- [INSTRUCTIONS TO FOLLOW]: In the listing below, find each line that holds "Option" and list it.

- [PROVIDED RECORDS]:
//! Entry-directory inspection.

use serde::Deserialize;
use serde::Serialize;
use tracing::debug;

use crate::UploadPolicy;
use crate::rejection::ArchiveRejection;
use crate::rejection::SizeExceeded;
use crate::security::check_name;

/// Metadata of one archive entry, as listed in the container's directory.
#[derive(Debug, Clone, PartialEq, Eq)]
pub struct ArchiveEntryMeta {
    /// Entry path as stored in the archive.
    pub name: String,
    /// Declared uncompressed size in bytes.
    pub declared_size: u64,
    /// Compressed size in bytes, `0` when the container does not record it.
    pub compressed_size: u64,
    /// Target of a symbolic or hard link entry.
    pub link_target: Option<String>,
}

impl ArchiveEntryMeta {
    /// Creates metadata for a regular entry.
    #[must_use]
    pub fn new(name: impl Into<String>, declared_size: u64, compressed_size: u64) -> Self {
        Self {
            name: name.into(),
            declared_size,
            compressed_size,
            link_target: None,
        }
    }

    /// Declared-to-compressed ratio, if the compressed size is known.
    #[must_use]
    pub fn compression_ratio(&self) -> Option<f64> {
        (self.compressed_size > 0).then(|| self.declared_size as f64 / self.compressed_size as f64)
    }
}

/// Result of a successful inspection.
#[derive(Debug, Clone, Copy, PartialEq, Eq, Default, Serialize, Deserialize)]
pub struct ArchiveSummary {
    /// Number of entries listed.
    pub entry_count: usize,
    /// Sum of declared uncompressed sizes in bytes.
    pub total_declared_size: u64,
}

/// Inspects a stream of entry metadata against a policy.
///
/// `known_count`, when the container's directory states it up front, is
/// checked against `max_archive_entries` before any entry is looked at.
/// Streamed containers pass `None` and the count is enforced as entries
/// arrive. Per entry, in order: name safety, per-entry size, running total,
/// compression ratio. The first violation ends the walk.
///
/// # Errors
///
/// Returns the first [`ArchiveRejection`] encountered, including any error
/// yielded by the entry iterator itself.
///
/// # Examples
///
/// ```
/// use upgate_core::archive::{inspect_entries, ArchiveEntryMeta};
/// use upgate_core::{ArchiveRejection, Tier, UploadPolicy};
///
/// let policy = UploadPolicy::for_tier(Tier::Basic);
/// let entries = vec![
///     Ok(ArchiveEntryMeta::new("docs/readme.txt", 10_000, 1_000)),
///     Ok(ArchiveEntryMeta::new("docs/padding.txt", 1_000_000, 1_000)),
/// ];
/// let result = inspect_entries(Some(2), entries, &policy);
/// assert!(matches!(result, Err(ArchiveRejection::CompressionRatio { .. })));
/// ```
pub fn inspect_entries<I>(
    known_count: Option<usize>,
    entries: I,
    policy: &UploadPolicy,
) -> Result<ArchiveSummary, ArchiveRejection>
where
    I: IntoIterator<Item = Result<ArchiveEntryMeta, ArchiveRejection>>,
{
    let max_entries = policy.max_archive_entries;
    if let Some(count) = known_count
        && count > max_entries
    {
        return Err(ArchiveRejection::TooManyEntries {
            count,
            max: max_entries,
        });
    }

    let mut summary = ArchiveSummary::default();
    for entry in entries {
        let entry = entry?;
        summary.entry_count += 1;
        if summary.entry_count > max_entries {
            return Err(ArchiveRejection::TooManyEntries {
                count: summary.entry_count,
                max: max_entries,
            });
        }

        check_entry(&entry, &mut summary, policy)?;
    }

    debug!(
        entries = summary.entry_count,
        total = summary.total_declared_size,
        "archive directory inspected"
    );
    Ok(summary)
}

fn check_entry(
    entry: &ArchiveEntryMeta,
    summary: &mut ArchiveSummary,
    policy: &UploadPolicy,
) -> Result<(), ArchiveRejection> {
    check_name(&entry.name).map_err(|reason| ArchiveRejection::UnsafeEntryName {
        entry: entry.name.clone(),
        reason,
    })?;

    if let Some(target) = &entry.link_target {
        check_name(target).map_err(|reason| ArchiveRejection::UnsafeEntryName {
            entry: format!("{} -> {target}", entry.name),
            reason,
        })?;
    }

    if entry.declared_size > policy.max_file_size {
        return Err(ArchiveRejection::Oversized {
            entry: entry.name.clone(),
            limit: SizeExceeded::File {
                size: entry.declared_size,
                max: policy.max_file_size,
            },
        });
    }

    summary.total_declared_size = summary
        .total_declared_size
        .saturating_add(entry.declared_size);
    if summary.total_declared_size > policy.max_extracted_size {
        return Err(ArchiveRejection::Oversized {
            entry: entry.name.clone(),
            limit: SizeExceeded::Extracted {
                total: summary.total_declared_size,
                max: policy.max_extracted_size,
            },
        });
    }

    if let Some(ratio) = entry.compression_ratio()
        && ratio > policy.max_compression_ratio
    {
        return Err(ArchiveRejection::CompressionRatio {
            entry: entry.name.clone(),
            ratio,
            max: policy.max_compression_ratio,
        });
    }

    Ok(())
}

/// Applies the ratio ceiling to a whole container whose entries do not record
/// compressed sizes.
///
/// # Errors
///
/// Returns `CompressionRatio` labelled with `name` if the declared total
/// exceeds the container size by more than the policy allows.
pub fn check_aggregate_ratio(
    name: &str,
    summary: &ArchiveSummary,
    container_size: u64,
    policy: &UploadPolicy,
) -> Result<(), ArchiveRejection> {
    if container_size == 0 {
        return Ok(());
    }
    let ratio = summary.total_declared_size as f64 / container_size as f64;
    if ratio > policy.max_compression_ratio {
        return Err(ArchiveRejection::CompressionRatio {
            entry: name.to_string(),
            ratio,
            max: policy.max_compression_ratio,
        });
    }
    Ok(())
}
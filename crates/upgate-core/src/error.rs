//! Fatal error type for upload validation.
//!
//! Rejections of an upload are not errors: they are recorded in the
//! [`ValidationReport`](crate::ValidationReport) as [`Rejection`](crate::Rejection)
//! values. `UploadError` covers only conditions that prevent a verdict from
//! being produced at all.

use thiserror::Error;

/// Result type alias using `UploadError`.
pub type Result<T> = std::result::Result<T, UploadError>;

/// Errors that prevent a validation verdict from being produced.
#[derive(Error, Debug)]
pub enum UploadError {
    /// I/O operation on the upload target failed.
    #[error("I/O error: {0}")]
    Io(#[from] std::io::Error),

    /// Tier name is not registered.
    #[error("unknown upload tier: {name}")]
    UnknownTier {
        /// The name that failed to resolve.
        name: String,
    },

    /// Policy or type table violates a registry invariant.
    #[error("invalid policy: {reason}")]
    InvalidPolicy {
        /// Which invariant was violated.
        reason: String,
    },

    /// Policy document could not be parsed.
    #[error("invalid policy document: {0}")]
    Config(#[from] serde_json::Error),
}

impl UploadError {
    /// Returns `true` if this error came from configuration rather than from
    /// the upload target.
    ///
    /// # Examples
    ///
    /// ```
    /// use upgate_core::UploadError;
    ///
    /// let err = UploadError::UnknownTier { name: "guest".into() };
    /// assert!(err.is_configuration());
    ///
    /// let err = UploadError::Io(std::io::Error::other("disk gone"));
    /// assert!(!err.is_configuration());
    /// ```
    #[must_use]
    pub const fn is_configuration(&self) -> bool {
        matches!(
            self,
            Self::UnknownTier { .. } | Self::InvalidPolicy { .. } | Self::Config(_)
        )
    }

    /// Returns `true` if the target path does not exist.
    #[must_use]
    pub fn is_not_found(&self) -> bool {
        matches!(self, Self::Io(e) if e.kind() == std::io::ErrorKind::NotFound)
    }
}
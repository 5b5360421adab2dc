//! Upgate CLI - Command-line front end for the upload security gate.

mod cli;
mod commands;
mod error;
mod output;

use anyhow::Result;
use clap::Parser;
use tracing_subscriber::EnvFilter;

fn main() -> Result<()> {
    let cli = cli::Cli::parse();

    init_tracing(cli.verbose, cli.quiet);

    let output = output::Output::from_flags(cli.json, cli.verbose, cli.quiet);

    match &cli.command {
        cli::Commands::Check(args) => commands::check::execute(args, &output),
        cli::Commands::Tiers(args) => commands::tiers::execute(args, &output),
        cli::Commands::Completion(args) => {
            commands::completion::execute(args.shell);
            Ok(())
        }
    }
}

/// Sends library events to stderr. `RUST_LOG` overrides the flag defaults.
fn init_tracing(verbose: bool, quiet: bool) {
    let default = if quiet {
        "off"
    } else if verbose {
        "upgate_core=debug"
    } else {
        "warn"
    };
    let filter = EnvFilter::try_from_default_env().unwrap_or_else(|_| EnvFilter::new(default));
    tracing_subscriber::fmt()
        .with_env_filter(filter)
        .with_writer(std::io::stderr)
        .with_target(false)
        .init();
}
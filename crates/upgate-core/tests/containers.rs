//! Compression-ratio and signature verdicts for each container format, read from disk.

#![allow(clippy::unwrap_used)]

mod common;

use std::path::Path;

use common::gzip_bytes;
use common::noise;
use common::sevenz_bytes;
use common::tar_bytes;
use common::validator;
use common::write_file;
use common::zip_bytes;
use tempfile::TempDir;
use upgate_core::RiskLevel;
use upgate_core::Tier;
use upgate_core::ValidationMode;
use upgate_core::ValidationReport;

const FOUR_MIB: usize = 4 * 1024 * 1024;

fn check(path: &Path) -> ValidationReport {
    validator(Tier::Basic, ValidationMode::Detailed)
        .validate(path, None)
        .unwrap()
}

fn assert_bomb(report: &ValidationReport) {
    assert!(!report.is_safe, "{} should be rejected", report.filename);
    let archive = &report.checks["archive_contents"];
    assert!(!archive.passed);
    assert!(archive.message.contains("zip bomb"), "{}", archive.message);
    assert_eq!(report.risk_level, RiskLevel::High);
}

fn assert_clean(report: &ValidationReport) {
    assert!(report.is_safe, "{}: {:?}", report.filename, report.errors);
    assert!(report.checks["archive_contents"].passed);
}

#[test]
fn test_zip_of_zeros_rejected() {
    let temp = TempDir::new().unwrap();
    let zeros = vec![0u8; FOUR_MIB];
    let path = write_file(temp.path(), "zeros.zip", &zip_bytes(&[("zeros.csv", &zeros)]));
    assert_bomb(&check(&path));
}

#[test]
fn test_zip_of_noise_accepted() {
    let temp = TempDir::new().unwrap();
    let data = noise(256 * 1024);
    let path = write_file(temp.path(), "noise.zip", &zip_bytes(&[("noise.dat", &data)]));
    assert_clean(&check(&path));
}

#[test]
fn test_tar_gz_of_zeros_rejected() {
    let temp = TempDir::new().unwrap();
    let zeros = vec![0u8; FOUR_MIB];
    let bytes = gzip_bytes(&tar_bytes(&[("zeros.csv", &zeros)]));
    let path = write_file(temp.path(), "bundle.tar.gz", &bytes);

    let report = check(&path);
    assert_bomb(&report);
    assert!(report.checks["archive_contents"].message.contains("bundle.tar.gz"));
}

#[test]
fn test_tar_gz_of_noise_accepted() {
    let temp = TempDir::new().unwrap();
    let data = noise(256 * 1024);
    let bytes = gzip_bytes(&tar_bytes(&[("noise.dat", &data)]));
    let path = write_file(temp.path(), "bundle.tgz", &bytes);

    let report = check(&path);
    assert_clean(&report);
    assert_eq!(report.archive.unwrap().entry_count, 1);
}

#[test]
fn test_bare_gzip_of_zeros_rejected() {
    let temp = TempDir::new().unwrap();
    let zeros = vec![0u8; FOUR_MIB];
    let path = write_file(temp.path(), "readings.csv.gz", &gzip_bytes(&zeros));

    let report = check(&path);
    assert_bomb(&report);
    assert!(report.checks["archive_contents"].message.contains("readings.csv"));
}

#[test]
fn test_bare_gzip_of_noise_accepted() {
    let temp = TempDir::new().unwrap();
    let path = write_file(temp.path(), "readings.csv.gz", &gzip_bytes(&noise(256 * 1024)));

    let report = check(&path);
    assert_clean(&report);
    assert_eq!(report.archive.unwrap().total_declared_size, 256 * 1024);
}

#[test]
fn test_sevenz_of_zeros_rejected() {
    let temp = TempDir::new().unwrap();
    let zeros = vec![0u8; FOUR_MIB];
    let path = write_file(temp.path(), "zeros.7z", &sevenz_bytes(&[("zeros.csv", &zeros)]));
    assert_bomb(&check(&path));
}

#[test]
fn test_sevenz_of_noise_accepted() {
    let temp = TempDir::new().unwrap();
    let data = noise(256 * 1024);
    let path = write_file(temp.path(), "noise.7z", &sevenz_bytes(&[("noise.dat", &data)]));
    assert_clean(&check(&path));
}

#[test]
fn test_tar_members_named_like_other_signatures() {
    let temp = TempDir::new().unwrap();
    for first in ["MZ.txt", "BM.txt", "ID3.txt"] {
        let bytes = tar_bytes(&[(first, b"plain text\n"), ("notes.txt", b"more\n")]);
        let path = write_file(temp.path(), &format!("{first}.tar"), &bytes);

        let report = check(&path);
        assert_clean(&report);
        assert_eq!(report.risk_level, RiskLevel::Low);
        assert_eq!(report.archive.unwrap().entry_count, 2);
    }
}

- [WRITTEN ANSWER]:
    pub link_target: Option<String>,
    pub fn compression_ratio(&self) -> Option<f64> {
    known_count: Option<usize>,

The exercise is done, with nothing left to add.